Mmm, can we please, please talk about pearls now?
Kamchick said…
Such a useful discussion, Duchesse. Here, we are 80ish, living at the Lake and loving it. BUT..my husband now has a mobility problem, so at increased risk of falling (he is careful). He had a recent crisis, but has recovered well with the help of fabulous 'Community Home Support" (OT, appropriate physio and even support for personal care if he needed it.
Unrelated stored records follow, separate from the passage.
//! Run reports.

use chrono::{DateTime, Utc};
use serde::Serialize;

use crate::environment::HostProfile;
use crate::error::{Result, SetupError};
use crate::requirements::{Outcome, OutcomeStatus};
use crate::ui::RunSummary;

/// Everything a run produced, in dependency order.
#[derive(Debug, Clone, Serialize)]
pub struct Report {
    /// The host the run was planned against.
    pub host: HostProfile,
    /// One outcome per dependency that was reached.
    pub outcomes: Vec<Outcome>,
    /// Dependencies never reached because a required one failed.
    pub not_attempted: Vec<String>,
    /// When the run finished.
    pub finished_at: DateTime<Utc>,
}

impl Report {
    pub fn new(host: HostProfile) -> Self {
        Self {
            host,
            outcomes: Vec::new(),
            not_attempted: Vec::new(),
            finished_at: Utc::now(),
        }
    }

    /// Whether every required dependency is usable.
    pub fn success(&self) -> bool {
        self.not_attempted.is_empty() && !self.outcomes.iter().any(Outcome::is_fatal)
    }

    /// Process exit code: 0 on success, 1 otherwise.
    pub fn exit_code(&self) -> i32 {
        if self.success() {
            0
        } else {
            1
        }
    }

    /// Look up the outcome for a dependency.
    pub fn outcome(&self, dependency: &str) -> Option<&Outcome> {
        self.outcomes.iter().find(|o| o.dependency == dependency)
    }

    /// Counts and names for the end-of-run summary.
    pub fn summary(&self) -> RunSummary {
        let mut summary = RunSummary {
            not_attempted: self.not_attempted.clone(),
            success: self.success(),
            ..Default::default()
        };

        for outcome in &self.outcomes {
            match outcome.status {
                OutcomeStatus::AlreadySatisfied => summary.satisfied += 1,
                OutcomeStatus::Installed => summary.installed += 1,
                OutcomeStatus::Failed if outcome.required => {
                    summary.failed.push(outcome.dependency.clone())
                }
                OutcomeStatus::Failed | OutcomeStatus::SkippedOptional => {
                    summary.skipped.push(outcome.dependency.clone())
                }
            }
        }

        summary
    }

    /// Pretty-printed JSON.
    pub fn to_json(&self) -> Result<String> {
        serde_json::to_string_pretty(self).map_err(|e| SetupError::Other(e.into()))
    }
}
The thing is - we live in the equivalent of a large apartment - all on one floor, even laundry, wide doorways, giant decks AND we have a very fine young family doctor and a beautiful little local hospital five minutes away. We discuss our situation from time to time but can't see what we would gain from moving to town or back to the city (except a lot of noise, traffic and probably no doctor). It's a tough time and we all deal with the 'unknown' - so difficult to plan effectively. I so appreciate your post.
Duchesse said…
Beatrice from Sydney: Everyone knows Sydneysiders, especially the female of the species, are ageless! Ribbing aside, comes the day, if one is lucky enough to receive the gift of years. That river you enjoy has a fast-moving current, faster than one thinks.

Kamchick: Your summary gladdens me and, I will guess, also readers who live in the country. It is the opposite of a friend's recent experience trying to find home services for her recently-widowed nonagenarian parent, who wanted to live alone in his house on a lake (in the US), despite mobility and health challenges. She could find no reliable services; the difference is you have the these and your husband is not alone. (She does not live nearby.) Whether you planned this or not, your situation is ideal for you.